Two-Hour Slow Cooker Queso Chicken Spaghetti
Cooking for my monthly challenge, 30 Days of Slow Cooker Recipes, has been fun. I love creating recipes. What has made it interesting is visiting with my daughter and her family and trying out the recipes in her huge seven-quart KitchenAid appliance. Seven quarts of food swallows up the amount my little round slow cooker makes.
The other interesting factor of cooking the slow cooker meals at my daughter’s place is I’ve been taking a chance by trying out different recipes for four people. Although we all like several of the same foods, there are differences. A couple of the recipes had pasta that turned to mush – but they were not in vain. My little granddaughter that eats baby food and now some table food really liked them.
One of my favorite new recipes I tried this month is the chicken spaghetti. Oh my! Wow! It’s SO good, and I’ll definitely be making it again.
The only drawback to making the chicken spaghetti dinner at my daughter’s house was that I forgot to serve the salad like I had intended. You can only handle just so much carbohydrates. I even had the salad in the fridge.
Cooking With Cheese
What kind of sandwich did you make for National Grilled Cheese Day on Tuesday, April 12? I didn’t realize until today that I missed it, but I made up for it at lunch for my two little granddaughters. Like me, they love grilled cheese sandwiches.
I read on one of the grilled cheese sandwich recipes I saw on Pinterest that covering the sandwiches while cooking makes them creamier so I tried it. I’ve never covered mine before.
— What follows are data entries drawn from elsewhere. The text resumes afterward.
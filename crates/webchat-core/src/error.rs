use serde::{Deserialize, Serialize};
use thiserror::Error;

/// Broad error category used for propagation decisions.
#[derive(Debug, Clone, Copy, Serialize, Deserialize, PartialEq, Eq)]
pub enum ErrorCategory {
    /// Socket-level failure, parse failure, or closed-before-send.
    Transport,
    /// Malformed or out-of-contract inbound frame.
    Protocol,
    /// Bad configuration or malformed outbound payload.
    Validation,
    /// Persistent store failure.
    Storage,
    /// Operation not valid in the current client state.
    State,
    /// Internal bug or invariant break.
    Internal,
}

/// Stable error payload emitted across the event boundary.
#[derive(Debug, Clone, Serialize, Deserialize, PartialEq, Eq, Error)]
#[error("{category:?}:{code}: {message}")]
pub struct WebchatError {
    /// High-level error category.
    pub category: ErrorCategory,
    /// Stable machine-readable error code.
    pub code: String,
    /// Human-readable message.
    pub message: String,
}

impl WebchatError {
    pub fn new(
        category: ErrorCategory,
        code: impl Into<String>,
        message: impl Into<String>,
    ) -> Self {
        Self {
            category,
            code: code.into(),
            message: message.into(),
        }
    }

    /// Send attempted while the transport is closed or absent.
    pub fn transport_closed() -> Self {
        Self::new(
            ErrorCategory::Transport,
            "transport_closed",
            "transport is not open",
        )
    }

    /// An inbound frame was not valid JSON.
    pub fn parse_failure(detail: impl Into<String>) -> Self {
        Self::new(ErrorCategory::Transport, "parse_failure", detail.into())
    }

    /// A stream control frame arrived without a stream id.
    pub fn missing_stream_id(frame_kind: &str) -> Self {
        Self::new(
            ErrorCategory::Protocol,
            "missing_stream_id",
            format!("{frame_kind} frame carries no stream id"),
        )
    }

    /// The server reported an error frame.
    pub fn server_error(text: impl Into<String>) -> Self {
        Self::new(ErrorCategory::Transport, "server_error", text.into())
    }

    pub fn invalid_config(field: &str, reason: impl Into<String>) -> Self {
        let reason = reason.into();
        Self::new(
            ErrorCategory::Validation,
            "invalid_config",
            format!("invalid '{field}': {reason}"),
        )
    }

    /// The message content cannot be expressed as an outbound payload.
    pub fn unsupported_outbound(kind: &str) -> Self {
        Self::new(
            ErrorCategory::Validation,
            "unsupported_message_type",
            format!("'{kind}' messages cannot be sent"),
        )
    }

    pub fn storage(detail: impl Into<String>) -> Self {
        Self::new(ErrorCategory::Storage, "storage_error", detail.into())
    }

    /// A second history request while one is pending.
    pub fn history_in_progress() -> Self {
        Self::new(
            ErrorCategory::State,
            "history_in_progress",
            "history request already in progress",
        )
    }

    pub fn history_timeout() -> Self {
        Self::new(
            ErrorCategory::Transport,
            "history_timeout",
            "history request timed out",
        )
    }

    /// Build a standard invalid-state-transition error.
    pub fn invalid_state(current: impl std::fmt::Debug, action: impl Into<String>) -> Self {
        let action = action.into();
        Self::new(
            ErrorCategory::State,
            "invalid_state_transition",
            format!("cannot run '{action}' while in state {current:?}"),
        )
    }
}

#[cfg(test)]
mod tests {
    use super::*;

    #[test]
    fn keeps_error_codes_stable() {
        assert_eq!(WebchatError::transport_closed().code, "transport_closed");
        assert_eq!(
            WebchatError::missing_stream_id("stream_start").code,
            "missing_stream_id"
        );
        assert_eq!(
            WebchatError::history_in_progress().code,
            "history_in_progress"
        );
        assert_eq!(
            WebchatError::history_in_progress().category,
            ErrorCategory::State
        );
    }

    #[test]
    fn formats_with_category_and_code() {
        let err = WebchatError::invalid_config("socket_url", "must not be empty");
        assert_eq!(
            err.to_string(),
            "Validation:invalid_config: invalid 'socket_url': must not be empty"
        );
    }
}
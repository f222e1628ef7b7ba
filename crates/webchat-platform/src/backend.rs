use std::{
    collections::HashMap,
    fs,
    path::{Path, PathBuf},
    sync::{Arc, RwLock},
    time::{SystemTime, UNIX_EPOCH},
};

use thiserror::Error;
use tracing::warn;

/// Errors returned by raw storage backends.
#[derive(Debug, Error, Clone, PartialEq, Eq)]
pub enum StorageError {
    /// The backend ran out of capacity while writing.
    #[error("storage quota exceeded")]
    QuotaExceeded,
    /// The backend itself failed (lock poisoned, I/O error).
    #[error("storage backend failure: {0}")]
    Backend(String),
    /// A value could not be encoded or decoded.
    #[error("storage serialization failure: {0}")]
    Serialization(String),
}

/// Raw string key/value storage contract.
///
/// Implementations are shared across the client, so every method takes
/// `&self` and synchronizes internally.
pub trait StorageBackend: Send + Sync {
    fn get(&self, key: &str) -> Result<Option<String>, StorageError>;

    /// Write a value. May fail with [`StorageError::QuotaExceeded`] when the
    /// backend is capacity-bound; callers decide how to recover.
    fn set(&self, key: &str, value: &str) -> Result<(), StorageError>;

    fn remove(&self, key: &str) -> Result<(), StorageError>;

    fn clear(&self) -> Result<(), StorageError>;

    fn keys(&self) -> Result<Vec<String>, StorageError>;
}

/// In-memory backend, optionally byte-capped.
///
/// The byte cap counts keys plus values and makes quota behavior testable
/// without a real constrained medium.
#[derive(Clone, Default)]
pub struct MemoryBackend {
    data: Arc<RwLock<HashMap<String, String>>>,
    max_bytes: Option<usize>,
}

impl MemoryBackend {
    pub fn new() -> Self {
        Self::default()
    }

    /// Backend that rejects writes once `max_bytes` of keys + values is held.
    pub fn with_capacity(max_bytes: usize) -> Self {
        Self {
            data: Arc::new(RwLock::new(HashMap::new())),
            max_bytes: Some(max_bytes),
        }
    }

    fn used_bytes(data: &HashMap<String, String>) -> usize {
        data.iter().map(|(k, v)| k.len() + v.len()).sum()
    }
}

impl StorageBackend for MemoryBackend {
    fn get(&self, key: &str) -> Result<Option<String>, StorageError> {
        let data = self
            .data
            .read()
            .map_err(|_| StorageError::Backend("poisoned lock".to_owned()))?;
        Ok(data.get(key).cloned())
    }

    fn set(&self, key: &str, value: &str) -> Result<(), StorageError> {
        let mut data = self
            .data
            .write()
            .map_err(|_| StorageError::Backend("poisoned lock".to_owned()))?;

        if let Some(max_bytes) = self.max_bytes {
            let existing = data.get(key).map(|v| key.len() + v.len()).unwrap_or(0);
            let projected = Self::used_bytes(&data) - existing + key.len() + value.len();
            if projected > max_bytes {
                return Err(StorageError::QuotaExceeded);
            }
        }

        data.insert(key.to_owned(), value.to_owned());
        Ok(())
    }

    fn remove(&self, key: &str) -> Result<(), StorageError> {
        let mut data = self
            .data
            .write()
            .map_err(|_| StorageError::Backend("poisoned lock".to_owned()))?;
        data.remove(key);
        Ok(())
    }

    fn clear(&self) -> Result<(), StorageError> {
        let mut data = self
            .data
            .write()
            .map_err(|_| StorageError::Backend("poisoned lock".to_owned()))?;
        data.clear();
        Ok(())
    }

    fn keys(&self) -> Result<Vec<String>, StorageError> {
        let data = self
            .data
            .read()
            .map_err(|_| StorageError::Backend("poisoned lock".to_owned()))?;
        Ok(data.keys().cloned().collect())
    }
}

/// File-backed backend holding the whole map in one JSON file.
///
/// Writes go through a temp file and rename so a crash mid-write never
/// leaves a truncated store behind. A corrupt or missing file reads as an
/// empty map.
#[derive(Clone)]
pub struct FileBackend {
    path: PathBuf,
    data: Arc<RwLock<HashMap<String, String>>>,
}

impl FileBackend {
    pub fn open(path: impl Into<PathBuf>) -> Self {
        let path = path.into();
        let data = match fs::read_to_string(&path) {
            Ok(raw) => match serde_json::from_str::<HashMap<String, String>>(&raw) {
                Ok(map) => map,
                Err(err) => {
                    warn!(path = %path.display(), error = %err, "store file is corrupt; starting empty");
                    HashMap::new()
                }
            },
            Err(err) if err.kind() == std::io::ErrorKind::NotFound => HashMap::new(),
            Err(err) => {
                warn!(path = %path.display(), error = %err, "store file unreadable; starting empty");
                HashMap::new()
            }
        };

        Self {
            path,
            data: Arc::new(RwLock::new(data)),
        }
    }

    fn flush(&self, data: &HashMap<String, String>) -> Result<(), StorageError> {
        if let Some(parent) = self.path.parent()
            && !parent.as_os_str().is_empty()
        {
            fs::create_dir_all(parent)
                .map_err(|err| StorageError::Backend(format!("create {}: {err}", parent.display())))?;
        }

        let encoded = serde_json::to_vec(data)
            .map_err(|err| StorageError::Serialization(err.to_string()))?;
        let temp_path = temp_path_for(&self.path);
        fs::write(&temp_path, encoded)
            .map_err(|err| StorageError::Backend(format!("write {}: {err}", temp_path.display())))?;

        if let Err(rename_err) = fs::rename(&temp_path, &self.path) {
            // Windows does not allow replacing existing files via rename.
            match fs::remove_file(&self.path) {
                Ok(()) => {}
                Err(err) if err.kind() == std::io::ErrorKind::NotFound => {}
                Err(err) => {
                    let _ = fs::remove_file(&temp_path);
                    return Err(StorageError::Backend(format!(
                        "replace {} after rename error ({rename_err}): {err}",
                        self.path.display()
                    )));
                }
            }
            fs::rename(&temp_path, &self.path).map_err(|err| {
                let _ = fs::remove_file(&temp_path);
                StorageError::Backend(format!("rename {}: {err}", self.path.display()))
            })?;
        }

        Ok(())
    }
}

fn temp_path_for(path: &Path) -> PathBuf {
    let parent = path.parent().unwrap_or_else(|| Path::new("."));
    let file_name = path
        .file_name()
        .and_then(|value| value.to_str())
        .unwrap_or("webchat-store.json");
    let now_nanos = SystemTime::now()
        .duration_since(UNIX_EPOCH)
        .map(|duration| duration.as_nanos())
        .unwrap_or(0);
    parent.join(format!(".{file_name}.{now_nanos}.tmp"))
}

impl StorageBackend for FileBackend {
    fn get(&self, key: &str) -> Result<Option<String>, StorageError> {
        let data = self
            .data
            .read()
            .map_err(|_| StorageError::Backend("poisoned lock".to_owned()))?;
        Ok(data.get(key).cloned())
    }

    fn set(&self, key: &str, value: &str) -> Result<(), StorageError> {
        let mut data = self
            .data
            .write()
            .map_err(|_| StorageError::Backend("poisoned lock".to_owned()))?;
        data.insert(key.to_owned(), value.to_owned());
        self.flush(&data)
    }

    fn remove(&self, key: &str) -> Result<(), StorageError> {
        let mut data = self
            .data
            .write()
            .map_err(|_| StorageError::Backend("poisoned lock".to_owned()))?;
        if data.remove(key).is_some() {
            self.flush(&data)?;
        }
        Ok(())
    }

    fn clear(&self) -> Result<(), StorageError> {
        let mut data = self
            .data
            .write()
            .map_err(|_| StorageError::Backend("poisoned lock".to_owned()))?;
        data.clear();
        self.flush(&data)
    }

    fn keys(&self) -> Result<Vec<String>, StorageError> {
        let data = self
            .data
            .read()
            .map_err(|_| StorageError::Backend("poisoned lock".to_owned()))?;
        Ok(data.keys().cloned().collect())
    }
}

#[cfg(test)]
mod tests {
    use super::*;
    use std::env;

    fn unique_temp_path(label: &str) -> PathBuf {
        let now_nanos = SystemTime::now()
            .duration_since(UNIX_EPOCH)
            .map(|d| d.as_nanos())
            .unwrap_or(0);
        env::temp_dir().join(format!("webchat-{label}-{now_nanos}.json"))
    }

    #[test]
    fn memory_backend_round_trip() {
        let backend = MemoryBackend::new();
        backend.set("a", "1").expect("set should work");
        assert_eq!(backend.get("a").expect("get should work"), Some("1".to_owned()));

        backend.remove("a").expect("remove should work");
        assert_eq!(backend.get("a").expect("get should work"), None);
    }

    #[test]
    fn memory_backend_enforces_byte_cap() {
        let backend = MemoryBackend::with_capacity(8);
        backend.set("ab", "cd").expect("small write should fit");

        let err = backend
            .set("wide", "value-too-large")
            .expect_err("oversized write must fail");
        assert_eq!(err, StorageError::QuotaExceeded);

        // Replacing an existing value only counts the delta.
        backend.set("ab", "ef").expect("same-size replace should fit");
    }

    #[test]
    fn file_backend_round_trip_survives_reopen() {
        let path = unique_temp_path("backend");
        {
            let backend = FileBackend::open(&path);
            backend.set("k", "v").expect("set should work");
        }

        let reopened = FileBackend::open(&path);
        assert_eq!(
            reopened.get("k").expect("get should work"),
            Some("v".to_owned())
        );

        reopened.clear().expect("clear should work");
        assert!(reopened.keys().expect("keys should work").is_empty());
        let _ = fs::remove_file(&path);
    }

    #[test]
    fn file_backend_treats_corrupt_file_as_empty() {
        let path = unique_temp_path("corrupt");
        fs::write(&path, "{ not json").expect("write fixture");

        let backend = FileBackend::open(&path);
        assert_eq!(backend.get("k").expect("get should work"), None);
        let _ = fs::remove_file(&path);
    }
}
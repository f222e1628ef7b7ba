use serde_json::Value;
use tokio::sync::broadcast;

use crate::{
    error::WebchatError,
    state::StateSnapshot,
    types::{ConnectionStatus, Message, SessionInfo},
};

/// Typed event surface exposed to the embedding application.
///
/// Variant payloads are structured; the stable wire-style name of each
/// event is available through [`WebchatEvent::name`].
#[derive(Debug, Clone, PartialEq)]
pub enum WebchatEvent {
    Initialized,
    Destroyed,
    Connected,
    Disconnected,
    Reconnecting {
        attempt: u32,
        delay_ms: u64,
    },
    ConnectionStatusChanged {
        previous: ConnectionStatus,
        current: ConnectionStatus,
    },
    ContactTimeoutReached {
        last_message_sent_at: u64,
    },
    MessageReceived {
        message: Message,
    },
    MessageSent {
        message: Message,
    },
    MessageAdded {
        message: Message,
    },
    MessageUpdated {
        message: Message,
    },
    MessageRemoved {
        id: String,
    },
    MessageProcessed {
        message: Message,
    },
    MessageUnknown {
        raw: Value,
    },
    MessagesCleared,
    TypingStart,
    TypingStop,
    ThinkingStart,
    ThinkingStop,
    SessionRestored {
        session: SessionInfo,
    },
    SessionChanged {
        session: SessionInfo,
    },
    SessionCleared,
    StateChanged {
        previous: Box<StateSnapshot>,
        current: Box<StateSnapshot>,
    },
    StateReset,
    ContextChanged {
        context: String,
    },
    HistoryLoaded {
        history: Value,
    },
    Error {
        error: WebchatError,
    },
}

impl WebchatEvent {
    /// Stable consumer-facing event name.
    pub fn name(&self) -> &'static str {
        match self {
            Self::Initialized => "initialized",
            Self::Destroyed => "destroyed",
            Self::Connected => "connected",
            Self::Disconnected => "disconnected",
            Self::Reconnecting { .. } => "reconnecting",
            Self::ConnectionStatusChanged { .. } => "connection:status:changed",
            Self::ContactTimeoutReached { .. } => "contact:timeout:maximum_time_reached",
            Self::MessageReceived { .. } => "message:received",
            Self::MessageSent { .. } => "message:sent",
            Self::MessageAdded { .. } => "message:added",
            Self::MessageUpdated { .. } => "message:updated",
            Self::MessageRemoved { .. } => "message:removed",
            Self::MessageProcessed { .. } => "message:processed",
            Self::MessageUnknown { .. } => "message:unknown",
            Self::MessagesCleared => "messages:cleared",
            Self::TypingStart => "typing:start",
            Self::TypingStop => "typing:stop",
            Self::ThinkingStart => "thinking:start",
            Self::ThinkingStop => "thinking:stop",
            Self::SessionRestored { .. } => "session:restored",
            Self::SessionChanged { .. } => "session:changed",
            Self::SessionCleared => "session:cleared",
            Self::StateChanged { .. } => "state:changed",
            Self::StateReset => "state:reset",
            Self::ContextChanged { .. } => "context:changed",
            Self::HistoryLoaded { .. } => "history:loaded",
            Self::Error { .. } => "error",
        }
    }
}

/// Broadcast-based event bus.
///
/// Uses `tokio::broadcast` so multiple subscribers receive the same events;
/// slow subscribers lag rather than blocking the emitter.
#[derive(Debug, Clone)]
pub struct EventBus {
    sender: broadcast::Sender<WebchatEvent>,
}

impl EventBus {
    pub fn new(capacity: usize) -> Self {
        let (sender, _) = broadcast::channel(capacity.max(1));
        Self { sender }
    }

    /// Subscribe to all future events.
    pub fn subscribe(&self) -> broadcast::Receiver<WebchatEvent> {
        self.sender.subscribe()
    }

    /// Emit an event to all subscribers.
    ///
    /// Emission is best-effort; with no subscribers the event is dropped.
    /// Returns the number of subscribers reached.
    pub fn emit(&self, event: WebchatEvent) -> usize {
        self.sender.send(event).unwrap_or(0)
    }

    pub fn emit_all(&self, events: impl IntoIterator<Item = WebchatEvent>) {
        for event in events {
            self.emit(event);
        }
    }

    pub fn subscriber_count(&self) -> usize {
        self.sender.receiver_count()
    }
}

impl Default for EventBus {
    fn default() -> Self {
        Self::new(256)
    }
}

#[cfg(test)]
mod tests {
    use super::*;

    #[tokio::test]
    async fn fans_out_events_to_subscribers() {
        let bus = EventBus::default();
        let mut a = bus.subscribe();
        let mut b = bus.subscribe();

        assert_eq!(bus.emit(WebchatEvent::Connected), 2);

        let event_a = a.recv().await.expect("subscriber a should receive event");
        let event_b = b.recv().await.expect("subscriber b should receive event");
        assert_eq!(event_a, event_b);
        assert_eq!(event_a.name(), "connected");
    }

    #[test]
    fn emit_without_subscribers_is_best_effort() {
        let bus = EventBus::new(4);
        assert_eq!(bus.emit(WebchatEvent::Destroyed), 0);
    }

    #[test]
    fn exposes_stable_event_names() {
        assert_eq!(
            WebchatEvent::ContactTimeoutReached {
                last_message_sent_at: 0
            }
            .name(),
            "contact:timeout:maximum_time_reached"
        );
        assert_eq!(
            WebchatEvent::ConnectionStatusChanged {
                previous: ConnectionStatus::Disconnected,
                current: ConnectionStatus::Connecting,
            }
            .name(),
            "connection:status:changed"
        );
        assert_eq!(WebchatEvent::StateReset.name(), "state:reset");
    }
}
They turned out great. I used grated Mexican cheese and cooked mine on a griddle on the stove.
I missed out on cooking the sandwiches on their special day, but I did cook the wonderful slow cooker chicken spaghetti with cheese. The spaghetti recipe includes Velveeta.
I saw some Velveeta recipes on Pinterest that I liked. Most that use Velveeta cheese indicate one or two pounds on the list of ingredients. Instead, I split my two-pound box of cheese into four different recipes. One was for the awesome chicken spaghetti. Another was a really different twist for Nachos (come back to read that one this Friday, April 15th).
Slow Cooker Queso Chicken Spaghetti
- 1/2 lb Velveeta
- 1 Can Diced Tomatoes and Chilies
- 1/2 Can Evaporated Milk
- 1/2 Cup Whipping Cream
- 1/2 Cup Water
- 1 Tablespoon Cornstarch
- 3/4 16-oz Pkg. Spaghetti
- Frozen Chicken Fajita Strips (as many as you want)
- Place frozen chicken strips in bottom of slow cooker (enough for a layer to cover bottom of the pot).
- Cut Velveeta cheese in cubes.
- Mix cornstarch well in 1/2 cup water.
- Break spaghetti into small pieces.
- Put the remainder of ingredients in slow cooker.
- Cook 2 hours on low.
I can’t wait to fix this yummy slow cooker chicken spaghetti again. If you decide to make it, tell me what you think.